→ Extracted records:
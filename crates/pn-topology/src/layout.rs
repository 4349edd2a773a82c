//! Cosmetic grid placement of components.

use serde::{Deserialize, Serialize};
use std::collections::BTreeSet;

/// Grid used to place components on the model canvas.
///
/// Each section gets its own row `row_spacing` below the previous one and
/// components step `interval` apart along the row, or down the column for
/// sections listed in `vertical`.
#[derive(Debug, Clone, PartialEq, Serialize, Deserialize)]
#[serde(default)]
pub struct Layout {
    pub origin_x: f64,
    pub origin_y: f64,
    pub row_spacing: f64,
    pub interval: f64,
    /// Column-pair indices laid out vertically.
    pub vertical: BTreeSet<usize>,
}

impl Default for Layout {
    fn default() -> Self {
        Self {
            origin_x: 4000.0,
            origin_y: 0.0,
            row_spacing: 100.0,
            interval: 100.0,
            vertical: BTreeSet::new(),
        }
    }
}

impl Layout {
    /// Position of the `position`-th component of the `order`-th section built.
    pub fn place(&self, order: usize, section_index: usize, position: usize) -> (f64, f64) {
        let row_y = self.origin_y + order as f64 * self.row_spacing;
        let step = position as f64 * self.interval;
        if self.vertical.contains(&section_index) {
            (self.origin_x, row_y + step)
        } else {
            (self.origin_x + step, row_y)
        }
    }
}
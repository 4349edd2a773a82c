//! Pipeline stages as single calls, shared by the CLI and the worker.

use crate::config::{MatrixLayout, ProjectConfig};
use crate::error::AppResult;
use pn_cases::{CaseMatrix, ConditionTable, ParameterTable, SinkProfile};
use pn_engine::{SessionFactory, SessionGuard};
use pn_populate::{
    BulkImportReport, ComponentTable, GeometryReport, ImportMode, ImportReport, ParameterPopulator,
};
use pn_sim::{
    CaseOutcome, CaseStage, CopyReport, MatrixEvent, MatrixReport, SimulationConfig, SimulationOrchestrator,
};
use pn_summary::{ResultsSummarizer, SummaryReport};
use pn_tables::{SheetRef, TableError, TabularDataSource};
use pn_topology::{BuildReport, TopologyBuilder};
use std::fmt;
use std::path::Path;
use std::sync::atomic::AtomicBool;

/// What a populate run did, per mode.
#[derive(Debug, Clone, PartialEq)]
pub enum PopulateOutcome {
    Imported(ImportReport),
    Geometry(GeometryReport),
    Exported(Vec<String>),
    BulkImported(BulkImportReport),
}

impl fmt::Display for PopulateOutcome {
    fn fmt(&self, f: &mut fmt::Formatter<'_>) -> fmt::Result {
        match self {
            PopulateOutcome::Imported(r) => write!(
                f,
                "{} components updated, {} values set, {} unknown names",
                r.components_updated,
                r.values_set,
                r.unknown_names.len()
            ),
            PopulateOutcome::Geometry(r) => write!(
                f,
                "{} flowline profiles imported, {} failed",
                r.imported.len(),
                r.failed.len()
            ),
            PopulateOutcome::Exported(sheets) => write!(f, "{} sheets exported", sheets.len()),
            PopulateOutcome::BulkImported(r) => write!(
                f,
                "{} kinds imported, {} failed",
                r.imported.len(),
                r.failed.len()
            ),
        }
    }
}

/// A project plus the two external collaborators it runs against.
#[derive(Clone, Copy)]
pub struct PipelineContext<'a> {
    pub config: &'a ProjectConfig,
    pub factory: &'a dyn SessionFactory,
    pub source: &'a dyn TabularDataSource,
}

impl<'a> PipelineContext<'a> {
    pub fn new(
        config: &'a ProjectConfig,
        factory: &'a dyn SessionFactory,
        source: &'a dyn TabularDataSource,
    ) -> Self {
        Self {
            config,
            factory,
            source,
        }
    }

    /// Orchestrator settings, opened in the project's unit system.
    pub fn simulation_config(&self) -> SimulationConfig {
        SimulationConfig {
            units: self.config.engine.units,
            ..self.config.simulation.settings.clone()
        }
    }

    fn base_model(&self) -> &'a Path {
        &self.config.simulation.base_model
    }

    fn workbook(&self) -> &'a Path {
        &self.config.workbook.path
    }

    /// Author the topology sheet into the base model and save it.
    ///
    /// The model is saved even when some sections fail; the failure is then
    /// returned as `TopologyError::PartialBuild`.
    pub fn build_topology(&self) -> AppResult<BuildReport> {
        let sheet = &self.config.topology.sheet;
        let origin = SheetRef::new(self.workbook(), sheet.as_str());
        let table = self
            .source
            .read_sheet(self.workbook(), sheet)
            .map_err(TableError::logged)?;

        let mut session = SessionGuard::open(self.factory, self.base_model(), self.config.engine.units)?;
        let report = TopologyBuilder::new(self.config.topology.layout.clone())
            .build_from_table(&mut *session, &table, &origin)?;
        session.save(None)?;
        session.close()?;
        tracing::info!(
            model = %self.base_model().display(),
            created = report.components_created,
            connected = report.connections_made,
            failed = report.failed.len(),
            "topology built"
        );
        Ok(report.into_result()?)
    }

    /// Run the configured populate mode against the base model.
    pub fn populate(&self) -> AppResult<PopulateOutcome> {
        let settings = &self.config.populate;
        let populator = ParameterPopulator::new(self.source);
        let mut session = SessionGuard::open(self.factory, self.base_model(), self.config.engine.units)?;

        let outcome = match settings.mode {
            ImportMode::SimpleImport => {
                let table = ComponentTable::load(self.source, self.workbook(), &settings.component_sheet)?;
                PopulateOutcome::Imported(populator.simple_import(&mut *session, &table))
            }
            ImportMode::GeometryImport => {
                let geometry = populator.load_geometry_table(self.workbook(), &settings.geometry_sheet)?;
                PopulateOutcome::Geometry(populator.import_geometry(&mut *session, &geometry))
            }
            ImportMode::Export => PopulateOutcome::Exported(populator.export_to_workbook(
                &*session,
                &settings.export_kinds,
                &settings.export_path,
            )?),
            ImportMode::BulkImport => PopulateOutcome::BulkImported(
                populator.bulk_import_values(&mut *session, &settings.export_path)?,
            ),
        };

        if settings.mode != ImportMode::Export {
            session.save(None)?;
        }
        session.close()?;
        tracing::info!(mode = %settings.mode, result = %outcome, "populate finished");
        Ok(outcome)
    }

    /// Case matrix from the input workbook, in the configured layout.
    pub fn case_matrix(&self) -> AppResult<CaseMatrix> {
        let cases = &self.config.cases;
        let book = self.workbook();
        let load_profile = || SinkProfile::load(self.source, book, &cases.profile_sheet);

        let matrix = match cases.mode {
            MatrixLayout::Cross => {
                let profile = load_profile()?;
                let conditions = ConditionTable::load(self.source, book, &cases.conditions_sheet)?;
                CaseMatrix::cross(profile, conditions)
            }
            MatrixLayout::SingleAxis => {
                let parameters = ParameterTable::load(self.source, book, &cases.parameters_sheet)?;
                let matrix = CaseMatrix::single_axis(parameters);
                if cases.single_axis_profile {
                    matrix.with_profile(load_profile()?)
                } else {
                    matrix
                }
            }
        };
        Ok(matrix
            .with_threshold(self.config.simulation.settings.minimum_flow_rate)
            .with_flow_parameter(cases.flow_parameter.as_str()))
    }

    pub fn orchestrator(&self) -> AppResult<SimulationOrchestrator<'a>> {
        Ok(
            SimulationOrchestrator::new(self.factory, self.source, self.simulation_config())?
                .with_global_conditions(self.config.global_conditions.clone()),
        )
    }

    /// Run every case of the matrix and write the run manifest.
    pub fn run_cases(
        &self,
        cancel: &AtomicBool,
        on_event: Option<&(dyn Fn(&MatrixEvent) + Sync)>,
    ) -> AppResult<MatrixReport> {
        let cases = self.case_matrix()?.plans();
        let report = self
            .orchestrator()?
            .run_matrix(self.base_model(), cases, cancel, on_event)?;
        Ok(report)
    }

    /// Author and save every case's model variant without running.
    ///
    /// Cases that do not resolve come back as failed at `Pending`.
    pub fn build_models(&self) -> AppResult<Vec<CaseOutcome>> {
        let cases = self.case_matrix()?.plans();
        let orchestrator = self.orchestrator()?;
        let unresolved = cases.unresolved.into_iter().map(|(key, error)| CaseOutcome {
            key,
            stage: CaseStage::Pending,
            model: None,
            error: Some(error.into()),
        });
        let built = cases
            .plans
            .iter()
            .map(|plan| orchestrator.build_case_model(self.base_model(), plan));
        Ok(unresolved.chain(built).collect())
    }

    /// Run every model in `folder` as it stands, except the template.
    pub fn run_existing_models(&self, folder: &Path) -> AppResult<Vec<CaseOutcome>> {
        let orchestrator = self.orchestrator()?;
        let template = self.base_model().file_name();
        Ok(self
            .factory
            .list_models(folder)?
            .into_iter()
            .filter(|model| model.file_name() != template)
            .map(|model| orchestrator.run_existing(&model))
            .collect())
    }

    /// Re-apply each variant's condition to the variants in the models folder.
    pub fn update_models(&self) -> AppResult<Vec<CaseOutcome>> {
        let matrix = self.case_matrix()?;
        let folder = &self.config.simulation.settings.models_dir;
        Ok(self
            .orchestrator()?
            .update_existing_models(folder, self.base_model(), &matrix)?)
    }

    /// Copy flowline data from `source_model` to every model in the models folder.
    pub fn copy_flowlines(&self, source_model: &Path) -> AppResult<CopyReport> {
        let folder = &self.config.simulation.settings.models_dir;
        Ok(self.orchestrator()?.copy_flowline_data(source_model, folder)?)
    }

    /// Summarize the result workbooks the matrix wrote.
    pub fn summarize(&self) -> AppResult<SummaryReport> {
        let sim = &self.config.simulation.settings;
        let summarizer = ResultsSummarizer::new(self.source, self.config.summary.clone());
        Ok(summarizer.summarize(&sim.node_results_path(), &sim.profile_results_path())?)
    }
}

→ Work task: Exactly how many lines of the data above hold the word "CaseMatrix"? The number is the whole answer.

→ Finished task: 4